The Cartel Pacifico del Sur and "La Barbie" are in dispute over control of drug trafficking routes in Morelos and Guererro.
The states of Morelos and Guerrero - The escalating violence in Morelos and Guerrero comes from the dispute between Edgar Valdez Villarreal, "La Barbie" and Héctor Beltrán Leyva, "El H" who are fighting for control of the drug trafficking routes from Acapulco to Chihuahua, said official military sources.

The military has counted at least 52 narco-banners in the last 9 days from CPS "El Cartel del Pacifico del Sur" directed to "La Barbie" warning him that he is no longer in business.

The messages are related to at least 10 executions in Morelos and 19 in Guerrero, according to data from the National Military Defense.

The intelligence information is proof of realignment for the feuding cartels are attempting to ensure the most important routes of drug trafficking in the center of the country which starts from Tuxtla Gutiérrez, Ixtepec and Acapulco, that passes through Guerrero, Morelos, Mexico City and Puebla, to eventually reach Zacatecas, Torreon and Ciudad Juárez.

Tuesday, April 6, 2010

New Cartel: Cártel del Pacífico Sur

State of Morelos - After the assassination of Arturo Beltran Leyva by the Mexican Marines the restructuring of the cartels in Morelos could have possibly created a new drug cartel: The South Pacific Cartel "Cártel del Pacífico Sur" (CPS)

The South Pacific Cartel (Spanish: Cártel del Pacífico Sur), is a Mexican gang that originated in the Mexican state of Morelos.


Although they call themselves a 'cartel', the 'South Pacific Cartel' is only a local cell created on April 2010 by Héctor Beltrán Leyva, leader of the Beltran Leyva Cartel. The gang is known for having employed a 12-year-old gunman and executioner.

In the last recent days there has appeared graffiti, narco-messages, burning of homes, businesses and cars, and besides the usual murders, there has been a new signature of the source of all this: Cártel del Pacífico Sur (CPS).

Over the past two days the acronym (CPS) has appeared written on the walls of private homes and businesses that were burned, allegedly done by organized crime since March 30 in an effort to take control over the state of Morelos.
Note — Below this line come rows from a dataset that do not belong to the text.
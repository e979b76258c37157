//! Physical layout of one guarded allocation.
//!
//! Every allocation is a single contiguous region obtained from the raw
//! allocator:
//!
//! ```text
//! raw ─► ┌──────────────┬──────────┬────────────┬─────────────┬──────────┬───────────┐
//!        │ BlockHeader  │ pre-pad  │ guard: u32 │ payload ... │ ovr[4]   │ post-pad  │
//!        └──────────────┴──────────┴────────────┴─────────────┴──────────┴───────────┘
//!                                               ▲
//!                                               └─ pointer handed to the caller
//! ```
//!
//! The underrun guard always occupies the 4 bytes directly in front of the
//! payload and the overrun guard the 4 bytes directly behind it. The header
//! sits at a fixed negative offset from the payload, so a payload pointer is
//! enough to recover the block.
//!
//! This module is the only place that performs the offset arithmetic.

#![allow(unsafe_code)]

use std::alloc::Layout;
use std::mem::size_of;
use std::ptr::{self, NonNull};

use crate::site::CallSite;

/// Value stored in the underrun guard of every live block.
pub const MAGIC_KEY: u32 = 0x1423_5296;

/// Byte pattern written directly after every payload.
pub const OVERRUN_PATTERN: [u8; GUARD_SIZE] = [0x68, 0x34, 0x7A, 0x15];

/// Size of each guard region in bytes.
pub const GUARD_SIZE: usize = 4;

/// Fill byte for freshly allocated payloads.
pub const ALLOC_FILL: u8 = 0xA5;

/// Fill byte for released payloads.
pub const FREE_FILL: u8 = 0x8F;

/// Minimum alignment of every payload handed out.
pub const MIN_ALIGN: usize = 16;

/// Bookkeeping stored at the start of each block.
#[repr(C)]
pub(crate) struct BlockHeader {
    file: &'static str,
    line: u32,
    size: usize,
    prev: Option<NonNull<BlockHeader>>,
    next: Option<NonNull<BlockHeader>>,
}

/// Header bytes including room for the underrun guard, rounded to alignment.
pub const HEADER_SIZE: usize =
    (size_of::<BlockHeader>() + GUARD_SIZE).next_multiple_of(MIN_ALIGN);

/// Pad configuration shared by every block of one heap.
#[derive(Debug, Clone, Copy, PartialEq, Eq, Default)]
pub struct BlockLayout {
    pre_pad: usize,
    post_pad: usize,
}

impl BlockLayout {
    /// Build a layout; the leading pad is rounded up to [`MIN_ALIGN`] so the
    /// payload stays aligned.
    #[must_use]
    pub fn new(pre_pad: usize, post_pad: usize) -> Self {
        let pre_pad = pre_pad
            .checked_next_multiple_of(MIN_ALIGN)
            .unwrap_or(usize::MAX & !(MIN_ALIGN - 1));
        Self { pre_pad, post_pad }
    }

    /// Extra bytes reserved between header and payload.
    #[must_use]
    pub const fn pre_pad(self) -> usize {
        self.pre_pad
    }

    /// Extra bytes reserved after the overrun guard.
    #[must_use]
    pub const fn post_pad(self) -> usize {
        self.post_pad
    }

    /// Distance from the start of the block to the payload.
    #[must_use]
    pub const fn payload_offset(self) -> usize {
        HEADER_SIZE + self.pre_pad
    }

    /// Total physical size for a payload of `payload` bytes.
    #[must_use]
    pub fn total_size(self, payload: usize) -> Option<usize> {
        self.payload_offset()
            .checked_add(payload)?
            .checked_add(GUARD_SIZE)?
            .checked_add(self.post_pad)
    }

    /// Raw allocator layout for a payload of `payload` bytes.
    #[must_use]
    pub fn layout_for(self, payload: usize) -> Option<Layout> {
        Layout::from_size_align(self.total_size(payload)?, MIN_ALIGN).ok()
    }
}

/// Handle to one block in raw memory.
///
/// A handle is only ever constructed for memory laid out by [`BlockLayout`]
/// that has not yet been returned to the raw allocator; every accessor relies
/// on that.
#[derive(Debug, Clone, Copy, PartialEq, Eq)]
pub(crate) struct GuardedBlock {
    header: NonNull<BlockHeader>,
    layout: BlockLayout,
}

impl GuardedBlock {
    /// Write a fresh header and both guards into `raw`.
    ///
    /// # Safety
    ///
    /// `raw` must be valid for writes of `layout.total_size(size)` bytes and
    /// aligned to [`MIN_ALIGN`].
    pub(crate) unsafe fn init(
        raw: NonNull<u8>,
        layout: BlockLayout,
        size: usize,
        site: CallSite,
    ) -> Self {
        let header = raw.cast::<BlockHeader>();
        // SAFETY: raw is aligned to MIN_ALIGN, which satisfies BlockHeader, and
        // is valid for at least HEADER_SIZE bytes.
        unsafe {
            header.as_ptr().write(BlockHeader {
                file: site.file,
                line: site.line,
                size,
                prev: None,
                next: None,
            });
        }
        let block = Self { header, layout };
        block.set_underrun_guard(MAGIC_KEY);
        // SAFETY: the overrun guard lies within the allocation (see total_size).
        unsafe {
            ptr::copy_nonoverlapping(
                OVERRUN_PATTERN.as_ptr(),
                block.payload().as_ptr().add(size),
                GUARD_SIZE,
            );
        }
        block
    }

    /// Recover the block that owns `payload`.
    ///
    /// # Safety
    ///
    /// `payload` must point at least `layout.payload_offset()` bytes into
    /// readable memory. Whether it is a real block is decided by the caller
    /// checking [`GuardedBlock::underrun_guard`] before any other accessor.
    pub(crate) unsafe fn from_payload(payload: NonNull<u8>, layout: BlockLayout) -> Option<Self> {
        let raw = payload.as_ptr().wrapping_sub(layout.payload_offset());
        NonNull::new(raw).map(|raw| Self {
            header: raw.cast(),
            layout,
        })
    }

    /// Wrap a header reached through registry links.
    ///
    /// # Safety
    ///
    /// `header` must belong to a live block laid out with `layout`.
    pub(crate) unsafe fn from_header(header: NonNull<BlockHeader>, layout: BlockLayout) -> Self {
        Self { header, layout }
    }

    pub(crate) fn header(self) -> NonNull<BlockHeader> {
        self.header
    }

    /// Start of the physical allocation.
    pub(crate) fn raw(self) -> NonNull<u8> {
        self.header.cast()
    }

    /// Pointer handed to the caller.
    pub(crate) fn payload(self) -> NonNull<u8> {
        // SAFETY: the payload offset lies within the block.
        unsafe { self.raw().add(self.layout.payload_offset()) }
    }

    pub(crate) fn size(self) -> usize {
        // SAFETY: handle invariant, the header is initialized.
        unsafe { (*self.header.as_ptr()).size }
    }

    /// Site that allocated this block.
    pub(crate) fn site(self) -> CallSite {
        // SAFETY: handle invariant, the header is initialized.
        let header = unsafe { &*self.header.as_ptr() };
        CallSite::new(header.file, header.line)
    }

    /// Physical layout used for this block, if its recorded size is still sane.
    pub(crate) fn alloc_layout(self) -> Option<Layout> {
        self.layout.layout_for(self.size())
    }

    pub(crate) fn prev(self) -> Option<NonNull<BlockHeader>> {
        // SAFETY: handle invariant.
        unsafe { (*self.header.as_ptr()).prev }
    }

    pub(crate) fn next(self) -> Option<NonNull<BlockHeader>> {
        // SAFETY: handle invariant.
        unsafe { (*self.header.as_ptr()).next }
    }

    pub(crate) fn set_prev(self, prev: Option<NonNull<BlockHeader>>) {
        // SAFETY: handle invariant.
        unsafe { (*self.header.as_ptr()).prev = prev }
    }

    pub(crate) fn set_next(self, next: Option<NonNull<BlockHeader>>) {
        // SAFETY: handle invariant.
        unsafe { (*self.header.as_ptr()).next = next }
    }

    fn guard_ptr(self) -> *mut u32 {
        self.payload()
            .as_ptr()
            .wrapping_sub(GUARD_SIZE)
            .cast::<u32>()
    }

    /// Current contents of the underrun guard.
    pub(crate) fn underrun_guard(self) -> u32 {
        // SAFETY: the guard sits inside the header/pad region of the block.
        unsafe { self.guard_ptr().read_unaligned() }
    }

    pub(crate) fn set_underrun_guard(self, value: u32) {
        // SAFETY: the guard sits inside the header/pad region of the block.
        unsafe { self.guard_ptr().write_unaligned(value) }
    }

    /// Whether the 4 bytes after the payload still hold [`OVERRUN_PATTERN`].
    pub(crate) fn overrun_intact(self) -> bool {
        let mut actual = [0u8; GUARD_SIZE];
        // SAFETY: the overrun guard lies within the allocation.
        unsafe {
            ptr::copy_nonoverlapping(
                self.payload().as_ptr().add(self.size()),
                actual.as_mut_ptr(),
                GUARD_SIZE,
            );
        }
        actual == OVERRUN_PATTERN
    }

    /// Overwrite the whole payload with `byte`.
    pub(crate) fn fill_payload(self, byte: u8) {
        // SAFETY: the payload is valid for `size` bytes.
        unsafe { ptr::write_bytes(self.payload().as_ptr(), byte, self.size()) }
    }

    /// Whether `addr` lies within `[payload, payload + size]`.
    pub(crate) fn covers(self, addr: usize) -> bool {
        let start = self.payload().as_ptr() as usize;
        start <= addr && addr <= start.saturating_add(self.size())
    }
}
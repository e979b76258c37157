//! Per-call behavior flags.

use bitflags::bitflags;

bitflags! {
    /// Flags accepted by every allocator operation.
    #[derive(Debug, Clone, Copy, PartialEq, Eq, Hash, Default)]
    pub struct AllocFlags: u32 {
        /// Out-of-memory is fatal; the error is marked for process termination.
        const FORCE_ABORT_ON_FAILURE = 1 << 0;
        /// Emit a diagnostic when an allocation fails.
        const WARN_ON_FAILURE = 1 << 1;
        /// Zero new memory instead of filling it with the allocation sentinel.
        const ZERO_FILL = 1 << 2;
        /// Freeing a null pointer is a silent no-op.
        const ALLOW_ZERO_PTR_ON_FREE = 1 << 3;
        /// Reallocating a null pointer behaves as a fresh allocation.
        const ALLOW_ZERO_PTR_ON_REALLOC = 1 << 4;
        /// When reallocation fails, hand back the original pointer.
        const HOLD_ON_REALLOC_ERROR = 1 << 5;
        /// When reallocation fails, release the original block.
        const FREE_ON_REALLOC_ERROR = 1 << 6;
        /// Skip the pre-operation sanity scan for this call only.
        const SKIP_SANITY = 1 << 7;
    }
}

impl AllocFlags {
    /// Whether a failed allocation should produce a diagnostic.
    #[must_use]
    pub const fn reports_failure(self) -> bool {
        self.intersects(Self::FORCE_ABORT_ON_FAILURE.union(Self::WARN_ON_FAILURE))
    }
}
impl<A: RawAllocator> GuardedHeap<A> {
    /// Heap over an arbitrary raw allocator.
    #[must_use]
    pub fn with_allocator(config: HeapConfig, raw: A, sink: impl DiagnosticSink + 'static) -> Self {
        Self {
            registry: Registry::new(&config),
            raw,
            sink: Box::new(sink),
            metrics: HeapMetrics::new(),
        }
    }

    /// Current configuration, including runtime changes.
    #[must_use]
    pub fn config(&self) -> HeapConfig {
        let layout = self.registry.layout();
        let state = self.registry.lock();
        HeapConfig {
            byte_limit: state.byte_limit,
            quick_mode: state.quick_mode,
            pre_pad: layout.pre_pad(),
            post_pad: layout.post_pad(),
        }
    }

    pub fn set_quick_mode(&self, quick_mode: bool) {
        self.registry.lock().quick_mode = quick_mode;
    }

    pub fn set_byte_limit(&self, byte_limit: usize) {
        self.registry.lock().byte_limit = byte_limit;
    }

    #[must_use]
    pub fn stats(&self) -> HeapStats {
        self.registry.lock().stats()
    }

    #[must_use]
    pub fn metrics(&self) -> MetricsSnapshot {
        self.metrics.snapshot()
    }

    pub(crate) fn emit(&self, diagnostic: &Diagnostic) {
        self.sink.emit(diagnostic);
    }

    /// Scan every live block for guard damage and the list for consistency.
    pub fn sanity_check(&self, site: CallSite) -> ScanReport {
        let mut diagnostics = Vec::new();
        let report = {
            let state = self.registry.lock();
            validator::scan(&state, site, &mut diagnostics)
        };

        HeapMetrics::inc(&self.metrics.scans);
        HeapMetrics::add(&self.metrics.underruns, report.underruns as u64);
        HeapMetrics::add(&self.metrics.overruns, report.overruns as u64);
        if report.list_corrupted {
            HeapMetrics::inc(&self.metrics.list_corruptions);
        }
        for diagnostic in &diagnostics {
            self.emit(diagnostic);
        }
        report
    }

    /// Run the pre-operation scan unless disabled; returns the quick-mode flag.
    fn pre_scan(&self, site: CallSite, flags: AllocFlags) -> bool {
        let quick = self.registry.lock().quick_mode;
        if !quick && !flags.contains(AllocFlags::SKIP_SANITY) {
            self.sanity_check(site);
        }
        quick
    }

    /// Allocate `size` payload bytes attributed to `site`.
    pub fn allocate(
        &self,
        size: usize,
        site: CallSite,
        flags: AllocFlags,
    ) -> Result<NonNull<u8>, HeapError> {
        let quick = self.pre_scan(site, flags);

        let (reserved, in_use) = {
            let mut state = self.registry.lock();
            (state.reserve(size), state.current_bytes())
        };
        let layout = self.registry.layout();
        let raw = if reserved {
            layout
                .layout_for(size)
                .and_then(|alloc_layout| self.raw.allocate(alloc_layout))
        } else {
            None
        };
        let Some(raw) = raw else {
            if reserved {
                self.registry.lock().unreserve(size);
            }
            return Err(self.out_of_memory(size, in_use, site, flags));
        };

        // SAFETY: raw was just obtained for layout_for(size), aligned to MIN_ALIGN.
        let block = unsafe { GuardedBlock::init(raw, layout, size, site) };
        if flags.contains(AllocFlags::ZERO_FILL) {
            block.fill_payload(0);
        } else if !quick {
            block.fill_payload(ALLOC_FILL);
        }
        self.registry.lock().insert(block);

        HeapMetrics::inc(&self.metrics.allocations);
        Ok(block.payload())
    }

    fn out_of_memory(
        &self,
        size: usize,
        in_use: usize,
        site: CallSite,
        flags: AllocFlags,
    ) -> HeapError {
        HeapMetrics::inc(&self.metrics.oom_failures);
        let fatal = flags.contains(AllocFlags::FORCE_ABORT_ON_FAILURE);
        if flags.reports_failure() {
            let level = if fatal {
                Severity::Fatal
            } else {
                Severity::Error
            };
            self.emit(
                &Diagnostic::new(
                    level,
                    DiagnosticKind::OutOfMemory,
                    site,
                    format!(
                        "Out of memory at line {}, '{}': needed {size} byte ({}k), memory in use: {in_use} bytes ({}k)",
                        site.line,
                        site.file,
                        size.div_ceil(1024),
                        in_use.div_ceil(1024),
                    ),
                )
                .with_size(size),
            );
        }
        HeapError::OutOfMemory {
            requested: size,
            in_use,
            fatal,
        }
    }

    /// Find the live block behind `ptr`, or explain why there is none.
    fn locate(
        &self,
        ptr: Option<NonNull<u8>>,
        operation: Operation,
        site: CallSite,
    ) -> Result<GuardedBlock, HeapError> {
        let checked = validator::validate_pointer(&self.registry.lock(), ptr);
        let payload = match checked {
            Ok(payload) => payload,
            Err(fault) => {
                HeapMetrics::inc(&self.metrics.invalid_pointers);
                let mut diagnostic = Diagnostic::new(
                    Severity::Error,
                    DiagnosticKind::InvalidPointer,
                    site,
                    format!("{operation} {fault} at line {}, '{}'", site.line, site.file),
                );
                if let Some(ptr) = ptr {
                    diagnostic = diagnostic.with_address(ptr.as_ptr() as usize);
                }
                self.emit(&diagnostic);
                return Err(HeapError::InvalidPointer { operation, fault });
            }
        };

        let address = payload.as_ptr() as usize;
        // SAFETY: payload lies within the range of payloads handed out, so the
        // header offset stays inside memory this heap once owned.
        let block = unsafe { GuardedBlock::from_payload(payload, self.registry.layout()) };
        match block {
            Some(block) if block.underrun_guard() == MAGIC_KEY => Ok(block),
            _ => {
                let (kind, counter, err) = match operation {
                    Operation::Freeing => (
                        DiagnosticKind::InvalidFree,
                        &self.metrics.invalid_frees,
                        HeapError::InvalidFree { address },
                    ),
                    Operation::Reallocating => (
                        DiagnosticKind::InvalidRealloc,
                        &self.metrics.invalid_reallocs,
                        HeapError::InvalidRealloc { address },
                    ),
                };
                HeapMetrics::inc(counter);
                self.emit(
                    &Diagnostic::new(
                        Severity::Error,
                        kind,
                        site,
                        format!(
                            "{operation} unallocated data at line {}, '{}'",
                            site.line, site.file
                        ),
                    )
                    .with_address(address),
                );
                Err(err)
            }
        }
    }

    /// Unlink, poison and release a block that passed [`Self::locate`].
    fn retire(&self, block: GuardedBlock) {
        let quick = {
            let mut state = self.registry.lock();
            state.remove(block);
            state.quick_mode
        };
        if !quick {
            block.fill_payload(FREE_FILL);
        }
        block.set_underrun_guard(!MAGIC_KEY);
        if let Some(alloc_layout) = block.alloc_layout() {
            // SAFETY: the block was allocated from self.raw with this layout
            // and is no longer reachable through the registry.
            unsafe { self.raw.release(block.raw(), alloc_layout) };
        }
        HeapMetrics::inc(&self.metrics.deallocations);
    }

    /// Release the block behind `ptr`.
    ///
    /// A pointer whose block guard does not match (double free, stray
    /// pointer, never allocated, earlier underrun) is reported and left
    /// alone.
    pub fn deallocate(
        &self,
        ptr: Option<NonNull<u8>>,
        site: CallSite,
        flags: AllocFlags,
    ) -> Result<(), HeapError> {
        if ptr.is_none() && flags.contains(AllocFlags::ALLOW_ZERO_PTR_ON_FREE) {
            return Ok(());
        }
        self.pre_scan(site, flags);
        let block = self.locate(ptr, Operation::Freeing, site)?;
        self.retire(block);
        Ok(())
    }

    /// Move the contents of `ptr` into a fresh block of `size` bytes.
    ///
    /// Never resizes in place. On failure of the inner allocation the
    /// outcome depends on the flags:
    /// - `HOLD_ON_REALLOC_ERROR`: `Ok(ptr)`, the old block stays valid.
    /// - `FREE_ON_REALLOC_ERROR`: the old block is released, `Err`.
    /// - neither: `Err`, and the old block stays registered although the
    ///   caller is expected to drop its handle (leaks until reported).
    pub fn reallocate(
        &self,
        ptr: Option<NonNull<u8>>,
        size: usize,
        site: CallSite,
        flags: AllocFlags,
    ) -> Result<NonNull<u8>, HeapError> {
        if ptr.is_none() && flags.contains(AllocFlags::ALLOW_ZERO_PTR_ON_REALLOC) {
            return self.allocate(size, site, flags);
        }
        self.pre_scan(site, flags);
        let old = self.locate(ptr, Operation::Reallocating, site)?;

        match self.allocate(size, site, flags | AllocFlags::SKIP_SANITY) {
            Ok(new) => {
                let keep = old.size().min(size);
                // SAFETY: both payloads are valid for `keep` bytes and belong
                // to distinct blocks.
                unsafe { ptr::copy_nonoverlapping(old.payload().as_ptr(), new.as_ptr(), keep) };
                self.retire(old);
                HeapMetrics::inc(&self.metrics.reallocations);
                Ok(new)
            }
            Err(err) if flags.contains(AllocFlags::HOLD_ON_REALLOC_ERROR) => {
                if err.is_fatal() {
                    return Err(err);
                }
                Ok(old.payload())
            }
            Err(err) => {
                if flags.contains(AllocFlags::FREE_ON_REALLOC_ERROR) {
                    self.retire(old);
                }
                Err(err)
            }
        }
    }

    /// Copy `src` into a new block.
    pub fn memdup(
        &self,
        src: &[u8],
        site: CallSite,
        flags: AllocFlags,
    ) -> Result<NonNull<u8>, HeapError> {
        let ptr = self.allocate(src.len(), site, flags)?;
        // SAFETY: the new payload is valid for src.len() bytes.
        unsafe { ptr::copy_nonoverlapping(src.as_ptr(), ptr.as_ptr(), src.len()) };
        Ok(ptr)
    }

    /// Copy a C string, terminator included, into a new block.
    pub fn strdup(
        &self,
        src: &CStr,
        site: CallSite,
        flags: AllocFlags,
    ) -> Result<NonNull<u8>, HeapError> {
        self.memdup(src.to_bytes_with_nul(), site, flags)
    }

    /// Copy at most `max_len` bytes of `src` into a new block of that length
    /// plus one, and terminate it with NUL.
    pub fn strndup(
        &self,
        src: &[u8],
        max_len: usize,
        site: CallSite,
        flags: AllocFlags,
    ) -> Result<NonNull<u8>, HeapError> {
        let len = src.len().min(max_len);
        let Some(total) = len.checked_add(1) else {
            let in_use = self.registry.lock().current_bytes();
            return Err(self.out_of_memory(len, in_use, site, flags));
        };
        let ptr = self.allocate(total, site, flags)?;
        // SAFETY: the new payload is valid for len + 1 bytes.
        unsafe {
            ptr::copy_nonoverlapping(src.as_ptr(), ptr.as_ptr(), len);
            ptr.as_ptr().add(len).write(0);
        }
        Ok(ptr)
    }
}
In criminal acts by this new criminal organization, which comes amid a dispute that is being waged between the Beltran Leyva clan with their former chief of sicarios Edgar Valdez Villareal alias "La Barbie." There has been at least 15 suspected sicarios killed, whose bodies have dumped with narco-messages.

In the homes and businesses that have been burned, there has not been anyone injured yet, but after each of these fires, the acronym "CPS" is written on the walls.

The violence in Morelos intensified after the death of Arturo Beltran Leyva on December 16, when elements of the Mexican Marines discovered his whereabouts.